Reports on SABC’s RSG Radio in the last three days regarding the deepening crises at the National Student Financial Aid Scheme cannot be disregarded.

The resignation of Sizwe Nxasana as chairperson of the scheme’s board is an indication of a good captain leaving a bad ship.

Coming from a tenure as chief executive at a very large financial institution, Nxasana must have been frustrated with the escalating issues at the National Student Financial Aid Scheme.

His resignation is a serious blow to a possible turnaround in that organisation.

It has also been reported that the scheme is unable to honour commitments to students regarding the 2017 academic year.

Third, the recent acknowledgement of the minister that the scheme crisis forces a freeze on 2019 funding, points to an ugly reality.

Fourth, new waves of unrest at the University of Venda during the last two weeks, could be the opening salvo for Campus Unrest 2018.

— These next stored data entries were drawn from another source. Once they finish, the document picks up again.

//! Report Dispatcher: hands a rendered report to the mail transport.

use async_trait::async_trait;
use lettre::message::Mailbox;
use lettre::message::header::ContentType;
use lettre::transport::smtp::authentication::Credentials;
use lettre::{AsyncSmtpTransport, AsyncTransport, Message, Tokio1Executor};
use thiserror::Error;

use crate::config::SmtpConfig;

#[derive(Debug, Error)]
pub enum DispatchError {
    #[error("invalid mail address {0:?}")]
    Address(String),

    #[error("could not build message: {0}")]
    Message(String),

    #[error("mail transport error: {0}")]
    Transport(String),
}

#[async_trait]
pub trait ReportDispatcher: Send + Sync {
    /// Sends once. Failures are returned to the caller, never retried here.
    async fn dispatch(
        &self,
        recipient: &str,
        subject: &str,
        body_markup: &str,
    ) -> Result<(), DispatchError>;
}

pub struct SmtpDispatcher {
    transport: AsyncSmtpTransport<Tokio1Executor>,
    from: Mailbox,
}

fn mailbox(address: &str) -> Result<Mailbox, DispatchError> {
    address
        .parse()
        .map_err(|_| DispatchError::Address(address.to_string()))
}

impl SmtpDispatcher {
    pub fn new(config: &SmtpConfig) -> Result<Self, DispatchError> {
        let mut builder = AsyncSmtpTransport::<Tokio1Executor>::starttls_relay(&config.host)
            .map_err(|e| DispatchError::Transport(e.to_string()))?
            .port(config.port);

        if let (Some(user), Some(password)) = (&config.user, &config.password) {
            builder = builder.credentials(Credentials::new(user.clone(), password.clone()));
        }

        Ok(Self {
            transport: builder.build(),
            from: mailbox(&config.from)?,
        })
    }
}

#[async_trait]
impl ReportDispatcher for SmtpDispatcher {
    async fn dispatch(
        &self,
        recipient: &str,
        subject: &str,
        body_markup: &str,
    ) -> Result<(), DispatchError> {
        let message = Message::builder()
            .from(self.from.clone())
            .to(mailbox(recipient)?)
            .subject(subject)
            .header(ContentType::TEXT_HTML)
            .body(body_markup.to_string())
            .map_err(|e| DispatchError::Message(e.to_string()))?;

        self.transport
            .send(message)
            .await
            .map_err(|e| DispatchError::Transport(e.to_string()))?;

        Ok(())
    }
}
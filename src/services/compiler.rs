//! Daily Report Compiler. Pure reads over the store; produces value objects.

use chrono::NaiveDate;
use std::collections::{BTreeSet, HashMap};
use std::sync::Arc;

use crate::error::AttendanceResult;
use crate::model::attendance::AttendanceStatus;
use crate::model::grade::Grade;
use crate::model::report::{
    AbsenceEntry, ClassRef, ClassSummary, DailyReport, DailyRoster, DailySummary, RosterEntry,
    percentage,
};
use crate::model::student::{Student, Transport};
use crate::model::submission::SubmissionReceipt;
use crate::store::{AbsenceRow, AttendanceStore};

fn class_ref(grade: &Grade) -> ClassRef {
    ClassRef {
        id: grade.id.clone(),
        name: grade.display_name().to_string(),
    }
}

fn by_name(a: &ClassRef, b: &ClassRef) -> std::cmp::Ordering {
    a.name.cmp(&b.name).then_with(|| a.id.cmp(&b.id))
}

/// Builds the report from already-loaded rows. `trackable` must hold only
/// trackable classes; absences and receipts of other classes are ignored.
pub fn compile_daily_report(
    date: NaiveDate,
    trackable: &[Grade],
    absences: Vec<AbsenceRow>,
    receipts: &[SubmissionReceipt],
) -> DailyReport {
    let tracked_ids: BTreeSet<&str> = trackable.iter().map(|g| g.id.as_str()).collect();

    let submitted: BTreeSet<&str> = receipts
        .iter()
        .filter(|r| r.attendance_date == date)
        .map(|r| r.class_id.as_str())
        .filter(|id| tracked_ids.contains(id))
        .collect();

    let mut pending_classes: Vec<ClassRef> = trackable
        .iter()
        .filter(|g| !submitted.contains(g.id.as_str()))
        .map(class_ref)
        .collect();
    pending_classes.sort_by(by_name);

    let mut entries: Vec<AbsenceEntry> = absences
        .into_iter()
        .filter(|row| tracked_ids.contains(row.class_id.as_str()))
        .map(|row| AbsenceEntry {
            student_id: row.student_id,
            student_name: row.student_name.unwrap_or_default(),
            class_name: row.class_name.unwrap_or_else(|| row.class_id.clone()),
            class_id: row.class_id,
            transport: Transport::from_bus_no(row.bus_no),
            note: row.note,
            recorded_by_id: Some(row.teacher_id),
            recorded_by: row.teacher_name,
            recorded_at: Some(row.created_at),
        })
        .collect();
    entries.sort_by(|a, b| {
        a.class_name
            .cmp(&b.class_name)
            .then_with(|| a.student_name.cmp(&b.student_name))
            .then_with(|| a.student_id.cmp(&b.student_id))
    });

    DailyReport {
        date,
        absences: entries,
        pending_classes,
        submitted_classes: submitted.len(),
        trackable_classes: trackable.len(),
        completion_percentage: percentage(submitted.len(), trackable.len()),
    }
}

pub fn compile_daily_summary(
    date: NaiveDate,
    trackable: &[Grade],
    student_counts: &HashMap<String, usize>,
    absences: &[AbsenceRow],
) -> DailySummary {
    let mut absent_by_class: HashMap<&str, usize> = HashMap::new();
    for row in absences {
        *absent_by_class.entry(row.class_id.as_str()).or_insert(0) += 1;
    }

    let mut classes: Vec<ClassSummary> = trackable
        .iter()
        .map(|grade| {
            let total = student_counts.get(&grade.id).copied().unwrap_or(0);
            let absent = absent_by_class.get(grade.id.as_str()).copied().unwrap_or(0);
            let present = total.saturating_sub(absent);
            ClassSummary {
                class: class_ref(grade),
                total_students: total,
                present,
                absent,
                attendance_percentage: percentage(present, total),
            }
        })
        .collect();
    classes.sort_by(|a, b| by_name(&a.class, &b.class));

    let total_students = classes.iter().map(|c| c.total_students).sum();
    let total_present = classes.iter().map(|c| c.present).sum();
    let total_absent = classes.iter().map(|c| c.absent).sum();

    DailySummary {
        date,
        classes,
        total_students,
        total_present,
        total_absent,
        attendance_percentage: percentage(total_present, total_students),
    }
}

/// Narrows the roster to one class and/or one status.
#[derive(Debug, Clone, Default, PartialEq, Eq)]
pub struct RosterFilter {
    pub class_id: Option<String>,
    pub status: Option<AttendanceStatus>,
}

/// Joins every student of the trackable classes with the day's absences.
/// A student without an absence row is present.
pub fn compile_daily_roster(
    date: NaiveDate,
    trackable: &[Grade],
    students: Vec<Student>,
    absences: Vec<AbsenceRow>,
    filter: &RosterFilter,
) -> DailyRoster {
    let grades: HashMap<&str, &Grade> = trackable.iter().map(|g| (g.id.as_str(), g)).collect();
    let mut absent_by_student: HashMap<u64, AbsenceRow> =
        absences.into_iter().map(|row| (row.student_id, row)).collect();

    let mut entries: Vec<RosterEntry> = students
        .into_iter()
        .filter_map(|student| {
            let grade = *grades.get(student.grade_id.as_deref()?)?;
            if filter.class_id.as_ref().is_some_and(|id| *id != grade.id) {
                return None;
            }
            let absence = absent_by_student.remove(&student.id);
            let status = if absence.is_some() {
                AttendanceStatus::Absent
            } else {
                AttendanceStatus::Present
            };
            let transport = student.transport();
            Some(RosterEntry {
                student_id: student.id,
                student_name: student.name.unwrap_or_default(),
                class_id: grade.id.clone(),
                class_name: grade.display_name().to_string(),
                transport,
                status,
                student_note: student.note,
                attendance_note: absence.as_ref().and_then(|a| a.note.clone()),
                recorded_by_id: absence.as_ref().map(|a| a.teacher_id),
                recorded_by: absence.as_ref().and_then(|a| a.teacher_name.clone()),
                recorded_at: absence.as_ref().map(|a| a.created_at),
            })
        })
        .collect();
    entries.sort_by(|a, b| {
        a.class_name
            .cmp(&b.class_name)
            .then_with(|| a.student_name.cmp(&b.student_name))
            .then_with(|| a.student_id.cmp(&b.student_id))
    });

    let absent = entries
        .iter()
        .filter(|e| e.status == AttendanceStatus::Absent)
        .count();
    let present = entries.len() - absent;

    if let Some(status) = filter.status {
        entries.retain(|e| e.status == status);
    }

    DailyRoster {
        date,
        entries,
        present,
        absent,
    }
}

#[derive(Clone)]
pub struct ReportCompiler {
    store: Arc<dyn AttendanceStore>,
}

impl ReportCompiler {
    pub fn new(store: Arc<dyn AttendanceStore>) -> Self {
        Self { store }
    }

    pub async fn daily_report(&self, date: NaiveDate) -> AttendanceResult<DailyReport> {
        let trackable = self.store.trackable_grades().await?;
        let absences = self.store.absences_on(date).await?;
        let receipts = self.store.receipts_on(date).await?;

        Ok(compile_daily_report(date, &trackable, absences, &receipts))
    }

    pub async fn daily_summary(&self, date: NaiveDate) -> AttendanceResult<DailySummary> {
        let trackable = self.store.trackable_grades().await?;
        let counts = self.store.student_counts().await?;
        let absences = self.store.absences_on(date).await?;

        Ok(compile_daily_summary(date, &trackable, &counts, &absences))
    }

    pub async fn daily_roster(
        &self,
        date: NaiveDate,
        filter: &RosterFilter,
    ) -> AttendanceResult<DailyRoster> {
        let trackable = self.store.trackable_grades().await?;
        let students = self.store.enrolled_students().await?;
        let absences = self.store.absences_on(date).await?;

        Ok(compile_daily_roster(date, &trackable, students, absences, filter))
    }
}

Despite views that campus unrest is driven a small number of radicals, the government of the day should, by now, recognise a pattern:

Make a wild promise and under-deliver so that unrest, violence and hate speech flares up. Make wild speeches blaming all except the fact that wild promises were designed to buy votes. Then make more promises in the hope things would calm down.

This pattern reminds one of a desperate cat making desperate moves when cornered. Deflection tactics are wearing thin and the youth are losing patience with empty promises.

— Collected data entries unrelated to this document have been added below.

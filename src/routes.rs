use crate::{
    api::{attendance, report},
    auth::middleware::auth_middleware,
};
use actix_governor::{
    Governor, GovernorConfigBuilder, PeerIpKeyExtractor, governor::middleware::NoOpMiddleware,
};
use actix_web::{middleware::from_fn, web};
use anyhow::{Context, Result};
use std::sync::Arc;

pub type Limiter = Governor<PeerIpKeyExtractor, NoOpMiddleware>;

/// Per-IP limiter allowing `requests_per_min` with an equal burst.
pub fn build_limiter(requests_per_min: u32) -> Result<Limiter> {
    let requests_per_min = requests_per_min.max(1);
    let per_ms = (60_000 / requests_per_min as u64).max(1);
    let cfg = GovernorConfigBuilder::default()
        .per_millisecond(per_ms)
        .burst_size(requests_per_min)
        .key_extractor(PeerIpKeyExtractor)
        .finish()
        .context("invalid rate limiter configuration")?;
    Ok(Governor::new(&cfg))
}

pub fn configure(cfg: &mut web::ServiceConfig, api_prefix: &str, limiter: Arc<Limiter>) {
    // Protected routes
    cfg.service(
        web::scope(api_prefix)
            .wrap(from_fn(auth_middleware)) // authentication
            .wrap(limiter) // rate limiting
            .configure(attendance_routes),
    );
}

pub fn attendance_routes(cfg: &mut web::ServiceConfig) {
    cfg.service(
        web::scope("/attendance")
            // /attendance/classes/{class_id}
            .service(
                web::resource("/classes/{class_id}")
                    .route(web::put().to(attendance::submit_attendance))
                    .route(web::get().to(attendance::class_roll)),
            )
            // /attendance/report
            .service(web::resource("/report").route(web::get().to(report::daily_report)))
            // /attendance/report/send
            .service(web::resource("/report/send").route(web::post().to(report::send_report)))
            // /attendance/roster
            .service(web::resource("/roster").route(web::get().to(report::daily_roster)))
            // /attendance/summary
            .service(web::resource("/summary").route(web::get().to(report::daily_summary))),
    );
}
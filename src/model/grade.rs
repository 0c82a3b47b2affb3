use serde::{Deserialize, Serialize};
use utoipa::ToSchema;

/// Name fragments that mark a home-schooling cohort.
pub const HOME_SCHOOLING_MARKERS: [&str; 2] = ["Home", "المنازل"];

/// A class (grade section) as stored in `grades`.
#[derive(Debug, Clone, PartialEq, Eq, Serialize, Deserialize, sqlx::FromRow, ToSchema)]
pub struct Grade {
    #[schema(example = "G5-A")]
    pub id: String,
    #[schema(example = "Grade 5 A", nullable = true)]
    pub name: Option<String>,
}

impl Grade {
    pub fn display_name(&self) -> &str {
        self.name.as_deref().unwrap_or(&self.id)
    }

    /// Home-schooling cohorts are left out of roll calls and reports.
    pub fn is_trackable(&self) -> bool {
        match &self.name {
            Some(name) => !HOME_SCHOOLING_MARKERS
                .iter()
                .any(|marker| name.contains(marker)),
            None => true,
        }
    }
}
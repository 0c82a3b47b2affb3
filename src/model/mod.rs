pub mod attendance;
pub mod grade;
pub mod report;
pub mod role;
pub mod student;
pub mod submission;
pub mod teacher;
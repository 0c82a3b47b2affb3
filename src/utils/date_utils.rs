use chrono::{DateTime, FixedOffset, NaiveDate, NaiveDateTime};
use serde::{Deserialize, Deserializer};

#[derive(Deserialize)]
#[serde(untagged)]
enum DateOrDateTime {
    Date(NaiveDate),
    Local(NaiveDateTime),
    Zoned(DateTime<FixedOffset>),
}

impl DateOrDateTime {
    /// The calendar day as written; a zoned value keeps its own offset's day.
    fn date(self) -> NaiveDate {
        match self {
            DateOrDateTime::Date(d) => d,
            DateOrDateTime::Local(dt) => dt.date(),
            DateOrDateTime::Zoned(dt) => dt.date_naive(),
        }
    }
}

/// Accepts `2026-03-10`, `2026-03-10T09:00:00` or an RFC 3339 timestamp and
/// keeps only the date. Use with `#[serde(default, deserialize_with = ...)]`.
pub fn deserialize_optional_date<'de, D>(deserializer: D) -> Result<Option<NaiveDate>, D::Error>
where
    D: Deserializer<'de>,
{
    let value = Option::<DateOrDateTime>::deserialize(deserializer)?;
    Ok(value.map(DateOrDateTime::date))
}
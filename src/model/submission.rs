use chrono::{NaiveDate, NaiveDateTime};
use serde::{Deserialize, Serialize};
use utoipa::ToSchema;

/// Marks that roll call for a class was completed on a date.
#[derive(Debug, Clone, PartialEq, Eq, Serialize, Deserialize, sqlx::FromRow, ToSchema)]
pub struct SubmissionReceipt {
    #[schema(example = "G5-A")]
    pub class_id: String,
    #[schema(example = "2026-01-01", format = "date", value_type = String)]
    pub attendance_date: NaiveDate,
    #[schema(example = 12)]
    pub teacher_id: u64,
    #[schema(example = "2026-01-01T08:05:00", format = "date-time", value_type = String)]
    pub submitted_at: NaiveDateTime,
}
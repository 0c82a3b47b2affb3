//! Attendance Recorder: reconciles a submitted absent set for one class and day.

use chrono::NaiveDate;
use std::collections::BTreeSet;
use std::sync::Arc;
use tracing::{info, instrument};

use crate::auth::policy::{self, Caller, Grant};
use crate::error::{AttendanceError, AttendanceResult};
use crate::model::attendance::AttendanceStatus;
use crate::model::grade::Grade;
use crate::model::report::{ClassRef, ClassRoll, RollEntry};
use crate::services::clock::Clock;
use crate::store::{AttendanceStore, ReconcileCommand, ReconcileOutcome};

#[derive(Clone)]
pub struct AttendanceRecorder {
    store: Arc<dyn AttendanceStore>,
    clock: Arc<dyn Clock>,
}

impl AttendanceRecorder {
    pub fn new(store: Arc<dyn AttendanceStore>, clock: Arc<dyn Clock>) -> Self {
        Self { store, clock }
    }

    pub fn today(&self) -> NaiveDate {
        self.clock.today()
    }

    async fn trackable_grade(&self, class_id: &str) -> AttendanceResult<Grade> {
        let grade = self
            .store
            .find_grade(class_id)
            .await?
            .ok_or_else(|| AttendanceError::not_found(format!("class {class_id}")))?;

        if !grade.is_trackable() {
            return Err(AttendanceError::InvalidInput(format!(
                "class {class_id} is a home-schooling cohort and is not tracked"
            )));
        }
        Ok(grade)
    }

    async fn caller_assigned(&self, caller: &Caller, class_id: &str) -> AttendanceResult<bool> {
        if !caller.needs_assignment_check() {
            return Ok(true);
        }
        match caller.teacher_id {
            Some(teacher_id) => Ok(self.store.is_assigned(teacher_id, class_id).await?),
            None => Ok(false),
        }
    }

    /// Makes the stored absences for (class, date) match `absent_student_ids`
    /// exactly and writes the submission receipt.
    #[instrument(
        name = "reconcile_attendance",
        skip(self, caller, absent_student_ids),
        fields(user_id = caller.user_id, absent = absent_student_ids.len())
    )]
    pub async fn reconcile(
        &self,
        caller: &Caller,
        class_id: &str,
        date: NaiveDate,
        teacher_id: u64,
        absent_student_ids: &[u64],
    ) -> AttendanceResult<ReconcileOutcome> {
        self.trackable_grade(class_id).await?;

        let today = self.clock.today();
        let assigned = self.caller_assigned(caller, class_id).await?;
        policy::authorize_reconcile(caller, teacher_id, date, today, assigned)?;

        if self.store.find_teacher(teacher_id).await?.is_none() {
            return Err(AttendanceError::not_found(format!("teacher {teacher_id}")));
        }

        let absent: BTreeSet<u64> = absent_student_ids.iter().copied().collect();
        let enrolled: BTreeSet<u64> = self
            .store
            .class_students(class_id)
            .await?
            .into_iter()
            .map(|s| s.id)
            .collect();
        if let Some(stranger) = absent.difference(&enrolled).next() {
            return Err(AttendanceError::not_found(format!(
                "student {stranger} in class {class_id}"
            )));
        }

        let command = ReconcileCommand {
            class_id: class_id.to_string(),
            date,
            teacher_id,
            absent,
            submitted_at: self.clock.now(),
        };

        let outcome = self.store.apply_reconcile(&command).await?;

        info!(
            inserted = outcome.inserted.len(),
            deleted = outcome.deleted.len(),
            unchanged = outcome.unchanged.len(),
            "Attendance saved"
        );

        Ok(outcome)
    }

    /// The roll-call sheet for a class. Teachers always get today's sheet.
    pub async fn class_roll(
        &self,
        caller: &Caller,
        class_id: &str,
        requested: Option<NaiveDate>,
    ) -> AttendanceResult<ClassRoll> {
        let grade = self.trackable_grade(class_id).await?;

        let assigned = self.caller_assigned(caller, class_id).await?;
        let today = self.clock.today();
        let date = match policy::authorize_roll_view(caller, assigned)? {
            Grant::Privileged => requested.unwrap_or(today),
            Grant::AssignedTeacher { .. } => today,
        };

        let records = self.store.class_absences(class_id, date).await?;
        let submitted = self.store.find_receipt(class_id, date).await?.is_some();

        let mut students: Vec<RollEntry> = self
            .store
            .class_students(class_id)
            .await?
            .into_iter()
            .map(|s| {
                let record = records.iter().find(|r| r.student_id == s.id);
                RollEntry {
                    student_id: s.id,
                    name: s.name.clone().unwrap_or_default(),
                    transport: s.transport(),
                    bus_no: s.bus_no,
                    note: s.note.clone(),
                    status: AttendanceStatus::from_record(record),
                }
            })
            .collect();
        students.sort_by(|a, b| a.name.cmp(&b.name).then(a.student_id.cmp(&b.student_id)));

        Ok(ClassRoll {
            class: ClassRef {
                id: grade.id.clone(),
                name: grade.display_name().to_string(),
            },
            date,
            submitted,
            students,
        })
    }
}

Education can no longer be the social experiment and the political toy used by leaders desperate for votes.

Any economy needs skills to grow and the fact that the National Student Financial Aid Scheme funding crisis prevents the youth to further their education is a direct attack on the economic prosperity of a nation that scarified much to obtain a new dispensation.

The VAT increase earlier in the year is starting to backfire. State-owned enterprises constantly stand cap in hand for more funding because prior resources have been wasted.

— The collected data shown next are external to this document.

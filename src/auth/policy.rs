//! Authorization boundary for attendance operations.
//!
//! Each operation asks exactly one function here and gets back either a
//! [`Grant`] or a `Forbidden` error. Business logic never inspects
//! capabilities itself.

use chrono::NaiveDate;

use crate::error::{AttendanceError, AttendanceResult};
use crate::model::role::CapabilitySet;

#[derive(Debug, Clone, PartialEq, Eq)]
pub struct Caller {
    pub user_id: u64,
    pub capabilities: CapabilitySet,
    /// Present only if this account is linked to a teacher record
    pub teacher_id: Option<u64>,
}

#[derive(Debug, Clone, Copy, PartialEq, Eq)]
pub enum Grant {
    /// Admin or supervisor: any class, any date.
    Privileged,
    /// Teacher acting on an assigned class for today.
    AssignedTeacher { teacher_id: u64 },
}

impl Caller {
    /// Whether the class assignment needs to be looked up before authorizing.
    pub fn needs_assignment_check(&self) -> bool {
        !self.capabilities.is_privileged()
    }
}

pub fn require_privileged(caller: &Caller) -> AttendanceResult<Grant> {
    if caller.capabilities.is_privileged() {
        Ok(Grant::Privileged)
    } else {
        Err(AttendanceError::forbidden("Admin/Supervisor only"))
    }
}

fn own_teacher_id(caller: &Caller) -> AttendanceResult<u64> {
    if !caller.capabilities.is_teacher() {
        return Err(AttendanceError::forbidden(
            "attendance requires the teacher, supervisor or admin capability",
        ));
    }
    caller
        .teacher_id
        .ok_or_else(|| AttendanceError::forbidden("no teacher profile linked to this account"))
}

pub fn authorize_reconcile(
    caller: &Caller,
    teacher_id: u64,
    date: NaiveDate,
    today: NaiveDate,
    assigned: bool,
) -> AttendanceResult<Grant> {
    if caller.capabilities.is_privileged() {
        return Ok(Grant::Privileged);
    }

    let own = own_teacher_id(caller)?;
    if teacher_id != own {
        return Err(AttendanceError::forbidden(
            "teachers may only record attendance as themselves",
        ));
    }
    if date > today {
        return Err(AttendanceError::forbidden(
            "attendance cannot be recorded for a future date",
        ));
    }
    if date < today {
        return Err(AttendanceError::forbidden(
            "teachers may only record attendance for today",
        ));
    }
    if !assigned {
        return Err(AttendanceError::forbidden(
            "teacher is not assigned to this class",
        ));
    }

    Ok(Grant::AssignedTeacher { teacher_id: own })
}

pub fn authorize_roll_view(caller: &Caller, assigned: bool) -> AttendanceResult<Grant> {
    if caller.capabilities.is_privileged() {
        return Ok(Grant::Privileged);
    }

    let own = own_teacher_id(caller)?;
    if !assigned {
        return Err(AttendanceError::forbidden(
            "teacher is not assigned to this class",
        ));
    }

    Ok(Grant::AssignedTeacher { teacher_id: own })
}
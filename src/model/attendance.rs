use chrono::{NaiveDate, NaiveDateTime};
use serde::{Deserialize, Serialize};
use utoipa::ToSchema;

/// One absence. Presence is never stored: no row for (student, date) means present.
#[derive(Debug, Clone, PartialEq, Eq, Serialize, Deserialize, sqlx::FromRow)]
pub struct AttendanceRecord {
    pub id: u64,
    pub student_id: u64,
    pub class_id: String,
    pub teacher_id: u64,
    pub attendance_date: NaiveDate,
    pub is_absent: bool,
    pub note: Option<String>,
    pub created_at: NaiveDateTime,
}

#[derive(Debug, Copy, Clone, PartialEq, Eq, Serialize, Deserialize, ToSchema)]
#[serde(rename_all = "lowercase")]
pub enum AttendanceStatus {
    Present,
    Absent,
}

impl AttendanceStatus {
    pub fn from_record(record: Option<&AttendanceRecord>) -> Self {
        match record {
            Some(r) if r.is_absent => AttendanceStatus::Absent,
            _ => AttendanceStatus::Present,
        }
    }
}
use crate::api::attendance::SubmitAttendance;
use crate::model::attendance::AttendanceStatus;
use crate::model::report::{
    AbsenceEntry, ClassRef, ClassRoll, ClassSummary, DailyReport, DailyRoster, DailySummary,
    RollEntry, RosterEntry,
};
use crate::model::student::Transport;
use crate::model::submission::SubmissionReceipt;
use crate::store::ReconcileOutcome;
use utoipa::Modify;
use utoipa::openapi::security::{HttpAuthScheme, HttpBuilder, SecurityScheme};
use utoipa::{OpenApi, openapi};

#[derive(OpenApi)]
#[openapi(
    info(
        title = "School Attendance API",
        version = "1.0.0",
        description = r#"
## School Attendance

Daily roll calls per class and the attendance report sent to the school office.

### 🔹 Key Features
- **Roll call**
  - Teachers submit the absent students of their class for today
  - Admins and supervisors may correct any class on any date
- **Daily report**
  - Absent students with class and transport, classes still missing a roll call,
    and the share of classes that submitted
  - Mailed automatically once a day and on demand
- **Roster**
  - Every student with their status for a day, filterable by class and status

### 🔐 Security
All endpoints require a **JWT Bearer** access token issued by the identity provider.
"#,
    ),
    paths(
        crate::api::attendance::submit_attendance,
        crate::api::attendance::class_roll,

        crate::api::report::daily_report,
        crate::api::report::daily_summary,
        crate::api::report::daily_roster,
        crate::api::report::send_report
    ),
    components(
        schemas(
            SubmitAttendance,
            ReconcileOutcome,
            SubmissionReceipt,
            ClassRoll,
            RollEntry,
            AttendanceStatus,
            Transport,
            ClassRef,
            AbsenceEntry,
            DailyReport,
            ClassSummary,
            DailySummary,
            RosterEntry,
            DailyRoster
        )
    ),
    modifiers(&SecurityAddon),
    tags(
        (name = "Attendance", description = "Class roll call APIs"),
        (name = "Report", description = "Daily attendance report APIs"),
    )
)]
pub struct ApiDoc;

pub struct SecurityAddon;

impl Modify for SecurityAddon {
    fn modify(&self, openapi: &mut openapi::OpenApi) {
        let components = openapi.components.get_or_insert_with(Default::default);
        components.add_security_scheme(
            "bearer_auth",
            SecurityScheme::Http(
                HttpBuilder::new()
                    .scheme(HttpAuthScheme::Bearer)
                    .bearer_format("JWT")
                    .build(),
            ),
        );
    }
}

Worldwide, the youth are becoming impatient with politicians. The unrest in Sweden’s Gothenburg shows remarkable similar themes to what can be seen on home soil.

The International Youth Day Conference in Kampala highlighted the fact, that youth is a force to be reckoned with. The youth have a potential to build and contribute to economic prosperity if given a change.

The youth are the fastest growing population segment in many economies and they feel left out. There is a growing distrust in politicians and their social engineering agendas.

The youth are at the receiving end of failing policies and failing social experiments.

It is time for politicians to realise that certain things in society cannot be managed by politicians. And education is the one thing that should no longer be bruised by the hammy hands of politocrats.

Peter van Nieuwenhuizen is chief financial officer at the Growth Institute, a private education provider offering a range of commercial, technical tourism and hospitality management programmes.